Title: Full Stack Design of Neuromorphic Systems
Prof. Rajit Manohar
Yale University
Abstract: Neuromorphic systems have two appealing characteristics as a
computational platform: (i) they are inherently parallel; and (ii) we
have Biological evidence that systems inspired by nature have excellent
performance. I will discuss why asynchronous logic is a natural choice
for achieving energy-efficiency in neuromorphic systems---which is why
is is found in state-of-the-art neuromorphic platforms.
I will present some of the major tradeoffs in the design of large-scale
neuromorphic computing systems, and how they impact both hardware and
software. Many design choices that have significant impact on overall
system energy efficiency depend strongly on the neural networks being
mapped to the hardware. This requires having a platform that enables the
co-design of algorithms and neuromorphic hardware.

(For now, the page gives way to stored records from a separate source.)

use rand::Rng;
use serde::{Deserialize, Serialize};
use time::{Date, OffsetDateTime};

time::serde::format_description!(iso_date, Date, "[year]-[month]-[day]");

pub const DEFAULT_CATEGORY: &str = "other";
pub const DEFAULT_PRIORITY: u8 = 2;

/// A packing checklist for one trip.
#[derive(Debug, Clone, PartialEq, Serialize, Deserialize)]
#[serde(rename_all = "camelCase")]
pub struct TripList {
    pub id: String,
    pub name: String,
    pub destination: String,
    #[serde(with = "iso_date")]
    pub start_date: Date,
    #[serde(with = "iso_date")]
    pub end_date: Date,
    #[serde(default)]
    pub items: Vec<TripItem>,
    #[serde(with = "time::serde::rfc3339")]
    pub created_at: OffsetDateTime,
}

#[derive(Debug, Clone, PartialEq, Serialize, Deserialize)]
#[serde(rename_all = "camelCase")]
pub struct TripItem {
    pub id: String,
    pub text: String,
    #[serde(default)]
    pub completed: bool,
    #[serde(default = "default_category")]
    pub category: String,
    #[serde(default = "default_priority")]
    pub priority: u8,
    #[serde(default)]
    pub notes: String,
    #[serde(with = "time::serde::rfc3339")]
    pub created_at: OffsetDateTime,
}

fn default_category() -> String {
    DEFAULT_CATEGORY.to_string()
}

fn default_priority() -> u8 {
    DEFAULT_PRIORITY
}

impl TripList {
    pub fn new(input: NewTripList) -> Self {
        Self {
            id: generate_id("trip"),
            name: input.name,
            destination: input.destination,
            start_date: input.start_date,
            end_date: input.end_date,
            items: Vec::new(),
            created_at: OffsetDateTime::now_utc(),
        }
    }

    /// Shallow merge: only the fields present in the patch are replaced.
    pub fn apply(&mut self, patch: TripListPatch) {
        if let Some(name) = patch.name {
            self.name = name;
        }
        if let Some(destination) = patch.destination {
            self.destination = destination;
        }
        if let Some(start) = patch.start_date {
            self.start_date = start;
        }
        if let Some(end) = patch.end_date {
            self.end_date = end;
        }
        if let Some(items) = patch.items {
            self.items = items;
        }
    }

    /// Share of completed items, 100 for an empty list.
    pub fn completion_percent(&self) -> f64 {
        if self.items.is_empty() {
            return 100.0;
        }
        let done = self.items.iter().filter(|i| i.completed).count();
        done as f64 / self.items.len() as f64 * 100.0
    }

    pub fn completion_rounded(&self) -> u32 {
        self.completion_percent().round() as u32
    }

    pub fn pending_items(&self) -> impl Iterator<Item = &TripItem> {
        self.items.iter().filter(|i| !i.completed)
    }
}

impl TripItem {
    pub fn new(input: NewTripItem) -> Self {
        Self {
            id: generate_id("item"),
            text: input.text,
            completed: false,
            category: input.category.unwrap_or_else(default_category),
            priority: input.priority.unwrap_or(DEFAULT_PRIORITY),
            notes: input.notes.unwrap_or_default(),
            created_at: OffsetDateTime::now_utc(),
        }
    }

    pub fn apply(&mut self, patch: TripItemPatch) {
        if let Some(text) = patch.text {
            self.text = text;
        }
        if let Some(completed) = patch.completed {
            self.completed = completed;
        }
        if let Some(category) = patch.category {
            self.category = category;
        }
        if let Some(priority) = patch.priority {
            self.priority = priority;
        }
        if let Some(notes) = patch.notes {
            self.notes = notes;
        }
    }
}

#[derive(Debug, Clone, Deserialize)]
#[serde(rename_all = "camelCase")]
pub struct NewTripList {
    pub name: String,
    pub destination: String,
    #[serde(with = "iso_date")]
    pub start_date: Date,
    #[serde(with = "iso_date")]
    pub end_date: Date,
}

#[derive(Debug, Clone, Default, Deserialize)]
#[serde(rename_all = "camelCase")]
pub struct TripListPatch {
    pub name: Option<String>,
    pub destination: Option<String>,
    #[serde(default, with = "iso_date::option")]
    pub start_date: Option<Date>,
    #[serde(default, with = "iso_date::option")]
    pub end_date: Option<Date>,
    pub items: Option<Vec<TripItem>>,
}

#[derive(Debug, Clone, Default, Deserialize)]
#[serde(rename_all = "camelCase")]
pub struct NewTripItem {
    pub text: String,
    pub category: Option<String>,
    pub priority: Option<u8>,
    pub notes: Option<String>,
}

#[derive(Debug, Clone, Default, Deserialize)]
#[serde(rename_all = "camelCase")]
pub struct TripItemPatch {
    pub text: Option<String>,
    pub completed: Option<bool>,
    pub category: Option<String>,
    pub priority: Option<u8>,
    pub notes: Option<String>,
}

/// Display data for an item category tag.
#[derive(Debug, Clone, Copy, PartialEq, Eq, Serialize)]
pub struct ItemCategory {
    pub id: &'static str,
    pub name: &'static str,
    pub icon: &'static str,
}

pub const CATEGORIES: [ItemCategory; 6] = [
    ItemCategory { id: "documents", name: "Documents", icon: "file-text" },
    ItemCategory { id: "clothing", name: "Clothing", icon: "shirt" },
    ItemCategory { id: "electronics", name: "Electronics", icon: "mobile-alt" },
    ItemCategory { id: "hygiene", name: "Hygiene", icon: "droplet" },
    ItemCategory { id: "medication", name: "Medication", icon: "pills" },
    ItemCategory { id: "other", name: "Other", icon: "box" },
];

const UNCATEGORIZED: ItemCategory = ItemCategory {
    id: "other",
    name: "Uncategorized",
    icon: "package",
};

pub fn category(id: &str) -> ItemCategory {
    CATEGORIES
        .iter()
        .copied()
        .find(|c| c.id == id)
        .unwrap_or(UNCATEGORIZED)
}

const BASE36: &[u8] = b"0123456789abcdefghijklmnopqrstuvwxyz";

/// `{prefix}_{unix_millis}_{9 base36 chars}`
pub fn generate_id(prefix: &str) -> String {
    let millis = OffsetDateTime::now_utc().unix_timestamp_nanos() / 1_000_000;
    let mut rng = rand::thread_rng();
    let suffix: String = (0..9)
        .map(|_| BASE36[rng.gen_range(0..BASE36.len())] as char)
        .collect();
    format!("{prefix}_{millis}_{suffix}")
}

#[cfg(test)]
mod tests {
    use super::*;
    use time::macros::date;

    fn sample_list() -> TripList {
        TripList::new(NewTripList {
            name: "Summer".into(),
            destination: "Lisbon".into(),
            start_date: date!(2024 - 06 - 10),
            end_date: date!(2024 - 06 - 20),
        })
    }

    #[test]
    fn ids_follow_prefix_millis_suffix_shape() {
        let id = generate_id("trip");
        let parts: Vec<&str> = id.split('_').collect();
        assert_eq!(parts.len(), 3);
        assert_eq!(parts[0], "trip");
        assert!(parts[1].parse::<i128>().is_ok());
        assert_eq!(parts[2].len(), 9);
        assert!(parts[2].bytes().all(|b| BASE36.contains(&b)));
    }

    #[test]
    fn completion_is_full_for_empty_list() {
        assert_eq!(sample_list().completion_rounded(), 100);
    }

    #[test]
    fn completion_rounds_one_of_three() {
        let mut list = sample_list();
        for text in ["passport", "charger", "towel"] {
            list.items.push(TripItem::new(NewTripItem {
                text: text.into(),
                ..Default::default()
            }));
        }
        list.items[0].completed = true;
        assert_eq!(list.completion_rounded(), 33);
        assert_eq!(list.pending_items().count(), 2);
    }

    #[test]
    fn new_item_uses_defaults() {
        let item = TripItem::new(NewTripItem {
            text: "socks".into(),
            ..Default::default()
        });
        assert_eq!(item.category, "other");
        assert_eq!(item.priority, 2);
        assert_eq!(item.notes, "");
        assert!(!item.completed);
    }

    #[test]
    fn patch_only_touches_present_fields() {
        let mut list = sample_list();
        list.apply(TripListPatch {
            destination: Some("Porto".into()),
            ..Default::default()
        });
        assert_eq!(list.destination, "Porto");
        assert_eq!(list.name, "Summer");
        assert_eq!(list.start_date, date!(2024 - 06 - 10));
    }

    #[test]
    fn unknown_category_falls_back() {
        assert_eq!(category("clothing").icon, "shirt");
        let fallback = category("snacks");
        assert_eq!(fallback.id, "other");
        assert_eq!(fallback.name, "Uncategorized");
        assert_eq!(fallback.icon, "package");
    }

    #[test]
    fn dates_serialize_as_plain_iso() {
        let json = serde_json::to_value(sample_list()).unwrap();
        assert_eq!(json["startDate"], "2024-06-10");
        assert!(json["createdAt"].as_str().unwrap().contains('T'));
    }
}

I will describe ongoing work on creating a quantitative, full-stack
approach to evaluating these trade-offs in neuromorphic system design.

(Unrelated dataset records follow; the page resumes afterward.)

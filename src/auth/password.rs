use argon2::{
    password_hash::{PasswordHash, PasswordHasher, PasswordVerifier, SaltString},
    Argon2,
};
use rand::rngs::OsRng;
use tracing::error;

/// Prefix of every PHC string produced by [`hash_password`].
pub const HASH_PREFIX: &str = "$argon2";

/// Outcome of checking a password against what is stored for the account.
#[derive(Debug, Clone, Copy, PartialEq, Eq)]
pub enum PasswordCheck {
    Valid,
    /// Matched a plaintext password that must be re-hashed.
    ValidLegacy,
    Invalid,
}

pub fn hash_password(plain: &str) -> anyhow::Result<String> {
    let salt = SaltString::generate(&mut OsRng);
    let argon2 = Argon2::default();
    let hash = argon2
        .hash_password(plain.as_bytes(), &salt)
        .map_err(|e| {
            error!(error = %e, "argon2 hash_password error");
            anyhow::anyhow!(e.to_string())
        })?
        .to_string();
    Ok(hash)
}

pub fn verify_password(plain: &str, hash: &str) -> anyhow::Result<bool> {
    let parsed = PasswordHash::new(hash).map_err(|e| {
        error!(error = %e, "argon2 parse hash error");
        anyhow::anyhow!(e.to_string())
    })?;
    Ok(Argon2::default()
        .verify_password(plain.as_bytes(), &parsed)
        .is_ok())
}

pub fn is_hashed(stored: &str) -> bool {
    stored.starts_with(HASH_PREFIX)
}

pub fn check_stored(plain: &str, stored: &str) -> anyhow::Result<PasswordCheck> {
    if is_hashed(stored) {
        return Ok(if verify_password(plain, stored)? {
            PasswordCheck::Valid
        } else {
            PasswordCheck::Invalid
        });
    }
    if !stored.is_empty() && plain == stored {
        Ok(PasswordCheck::ValidLegacy)
    } else {
        Ok(PasswordCheck::Invalid)
    }
}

This work is enabled by recently developed open-source tools for the
design and implementation of asynchronous digital systems.
Short Bio: Rajit Manohar is the John C. Malone Professor of Electrical
Engineering and Professor of Computer Science at Yale. He received his
B.S. (1994), M.S. (1995), and Ph.D. (1998) from Caltech. He has been on
the Yale faculty since 2017, where his group conducts research on the
design, analysis, and implementation of self-timed systems. He is the
recipient of twelve best paper awards, nine teaching awards, and was
named to MIT technology review's top 35 young innovators under 35 for
contributions to low power microprocessor design. His work includes the
design and implementation of a number of self-timed VLSI chips including
the first high-performance asynchronous microprocessor, the first
microprocessor for sensor networks, the first asynchronous dataflow
FPGA, the first radiation hardened SRAM-based FPGA, and the first
deterministic large-scale neuromorphic architecture. Most recently, his
group developed the first true ASIC flow for asynchronous circuits.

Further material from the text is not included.